> _INSTRUCTIONS FOR THE TASK_
Of the entries below, restate word for word only the section that runs from the line with "the remote side" to the line with "pub struct SshOptions", counting both ends.

START DATA SUPPLIED

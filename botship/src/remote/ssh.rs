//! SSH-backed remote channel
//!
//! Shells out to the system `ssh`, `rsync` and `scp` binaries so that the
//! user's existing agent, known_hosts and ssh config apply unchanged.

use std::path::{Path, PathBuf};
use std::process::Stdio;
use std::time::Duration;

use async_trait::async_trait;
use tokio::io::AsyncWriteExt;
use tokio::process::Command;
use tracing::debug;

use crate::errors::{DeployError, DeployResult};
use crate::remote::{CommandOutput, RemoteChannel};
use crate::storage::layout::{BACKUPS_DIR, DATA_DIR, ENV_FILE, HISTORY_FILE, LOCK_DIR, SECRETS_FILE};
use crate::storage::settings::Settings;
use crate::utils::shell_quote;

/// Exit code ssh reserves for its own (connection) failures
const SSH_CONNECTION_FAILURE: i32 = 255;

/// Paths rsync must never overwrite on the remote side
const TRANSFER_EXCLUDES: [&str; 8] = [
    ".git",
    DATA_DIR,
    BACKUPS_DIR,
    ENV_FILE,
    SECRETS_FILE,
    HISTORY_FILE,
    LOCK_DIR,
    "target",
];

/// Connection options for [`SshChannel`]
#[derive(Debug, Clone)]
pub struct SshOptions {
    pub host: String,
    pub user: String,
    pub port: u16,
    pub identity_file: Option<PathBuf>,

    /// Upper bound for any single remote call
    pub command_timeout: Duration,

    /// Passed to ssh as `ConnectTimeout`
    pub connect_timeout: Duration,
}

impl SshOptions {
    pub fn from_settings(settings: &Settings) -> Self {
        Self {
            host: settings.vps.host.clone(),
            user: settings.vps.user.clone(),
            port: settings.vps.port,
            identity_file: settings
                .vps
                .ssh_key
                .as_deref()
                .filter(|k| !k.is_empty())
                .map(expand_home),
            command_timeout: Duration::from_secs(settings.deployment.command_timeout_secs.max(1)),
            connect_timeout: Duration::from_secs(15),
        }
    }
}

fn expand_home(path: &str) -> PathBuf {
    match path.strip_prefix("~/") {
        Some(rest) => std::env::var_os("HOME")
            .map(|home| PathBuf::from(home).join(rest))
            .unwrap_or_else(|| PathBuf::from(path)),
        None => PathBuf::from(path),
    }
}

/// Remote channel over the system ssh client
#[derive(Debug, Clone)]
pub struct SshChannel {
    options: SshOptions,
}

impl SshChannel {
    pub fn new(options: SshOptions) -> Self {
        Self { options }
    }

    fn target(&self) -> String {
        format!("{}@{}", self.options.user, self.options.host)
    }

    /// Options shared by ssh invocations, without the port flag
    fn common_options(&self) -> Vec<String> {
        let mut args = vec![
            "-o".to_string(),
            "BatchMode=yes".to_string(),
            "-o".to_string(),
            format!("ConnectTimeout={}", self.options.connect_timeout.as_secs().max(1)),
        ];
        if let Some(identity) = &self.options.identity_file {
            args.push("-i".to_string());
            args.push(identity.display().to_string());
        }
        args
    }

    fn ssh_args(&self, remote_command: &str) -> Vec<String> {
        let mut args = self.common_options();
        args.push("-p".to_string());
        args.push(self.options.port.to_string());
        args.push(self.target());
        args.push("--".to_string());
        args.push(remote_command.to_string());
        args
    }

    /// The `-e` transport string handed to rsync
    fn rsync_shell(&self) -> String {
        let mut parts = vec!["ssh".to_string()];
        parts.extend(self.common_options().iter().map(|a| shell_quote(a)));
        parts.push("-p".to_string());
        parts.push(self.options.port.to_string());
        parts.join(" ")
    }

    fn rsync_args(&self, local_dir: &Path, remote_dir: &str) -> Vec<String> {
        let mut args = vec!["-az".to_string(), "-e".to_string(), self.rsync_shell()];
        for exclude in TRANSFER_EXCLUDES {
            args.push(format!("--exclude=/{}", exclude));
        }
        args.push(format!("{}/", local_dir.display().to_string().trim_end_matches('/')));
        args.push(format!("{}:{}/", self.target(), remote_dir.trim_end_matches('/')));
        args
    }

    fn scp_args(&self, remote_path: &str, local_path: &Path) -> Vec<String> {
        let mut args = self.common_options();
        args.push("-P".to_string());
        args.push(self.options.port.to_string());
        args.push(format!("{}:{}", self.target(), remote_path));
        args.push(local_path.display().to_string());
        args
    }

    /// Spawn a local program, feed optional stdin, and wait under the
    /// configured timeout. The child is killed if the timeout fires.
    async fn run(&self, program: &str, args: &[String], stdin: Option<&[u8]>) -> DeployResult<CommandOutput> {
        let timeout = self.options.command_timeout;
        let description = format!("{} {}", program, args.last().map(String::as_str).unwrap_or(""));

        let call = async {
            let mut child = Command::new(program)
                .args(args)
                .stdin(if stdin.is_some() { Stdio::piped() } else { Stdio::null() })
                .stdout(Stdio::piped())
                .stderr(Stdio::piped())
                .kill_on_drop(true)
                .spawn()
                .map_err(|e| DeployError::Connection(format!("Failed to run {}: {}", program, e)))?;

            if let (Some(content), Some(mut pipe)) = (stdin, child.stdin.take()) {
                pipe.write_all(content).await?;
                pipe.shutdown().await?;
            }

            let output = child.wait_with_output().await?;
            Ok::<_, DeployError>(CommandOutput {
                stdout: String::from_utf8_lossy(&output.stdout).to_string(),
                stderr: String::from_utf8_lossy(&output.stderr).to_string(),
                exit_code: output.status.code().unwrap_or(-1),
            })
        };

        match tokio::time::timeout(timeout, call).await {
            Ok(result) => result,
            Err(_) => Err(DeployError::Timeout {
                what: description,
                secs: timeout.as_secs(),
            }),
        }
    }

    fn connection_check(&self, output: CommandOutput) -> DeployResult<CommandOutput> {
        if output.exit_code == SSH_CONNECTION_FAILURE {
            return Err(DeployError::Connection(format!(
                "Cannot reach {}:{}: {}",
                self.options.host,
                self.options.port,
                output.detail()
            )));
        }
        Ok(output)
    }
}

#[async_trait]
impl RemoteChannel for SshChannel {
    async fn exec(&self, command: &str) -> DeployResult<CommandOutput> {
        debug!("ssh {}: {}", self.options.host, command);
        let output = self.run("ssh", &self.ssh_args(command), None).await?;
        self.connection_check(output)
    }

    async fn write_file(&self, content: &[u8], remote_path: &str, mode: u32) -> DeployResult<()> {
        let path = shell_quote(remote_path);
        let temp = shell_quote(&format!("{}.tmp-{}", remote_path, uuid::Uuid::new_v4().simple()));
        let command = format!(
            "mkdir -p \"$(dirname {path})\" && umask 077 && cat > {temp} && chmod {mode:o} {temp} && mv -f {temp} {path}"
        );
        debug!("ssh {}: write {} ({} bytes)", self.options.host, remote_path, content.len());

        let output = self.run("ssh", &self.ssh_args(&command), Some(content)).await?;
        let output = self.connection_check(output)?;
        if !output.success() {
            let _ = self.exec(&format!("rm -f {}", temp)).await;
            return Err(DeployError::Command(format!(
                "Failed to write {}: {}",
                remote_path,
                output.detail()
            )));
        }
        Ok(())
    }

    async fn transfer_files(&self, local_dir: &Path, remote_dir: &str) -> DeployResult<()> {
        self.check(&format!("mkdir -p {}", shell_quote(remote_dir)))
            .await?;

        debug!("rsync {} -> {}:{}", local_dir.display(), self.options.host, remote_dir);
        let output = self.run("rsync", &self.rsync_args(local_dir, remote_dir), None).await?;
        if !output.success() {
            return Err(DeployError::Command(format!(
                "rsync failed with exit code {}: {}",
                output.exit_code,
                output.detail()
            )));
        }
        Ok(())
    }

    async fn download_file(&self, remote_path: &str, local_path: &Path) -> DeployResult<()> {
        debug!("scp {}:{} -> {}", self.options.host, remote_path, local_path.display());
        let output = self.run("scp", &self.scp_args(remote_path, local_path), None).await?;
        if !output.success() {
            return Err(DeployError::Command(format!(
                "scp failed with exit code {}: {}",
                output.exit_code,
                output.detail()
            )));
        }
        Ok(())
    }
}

END DATA SUPPLIED

> _YOUR SOLUTION_
/// Paths rsync must never overwrite on the remote side
const TRANSFER_EXCLUDES: [&str; 8] = [
    ".git",
    DATA_DIR,
    BACKUPS_DIR,
    ENV_FILE,
    SECRETS_FILE,
    HISTORY_FILE,
    LOCK_DIR,
    "target",
];

/// Connection options for [`SshChannel`]
#[derive(Debug, Clone)]
pub struct SshOptions {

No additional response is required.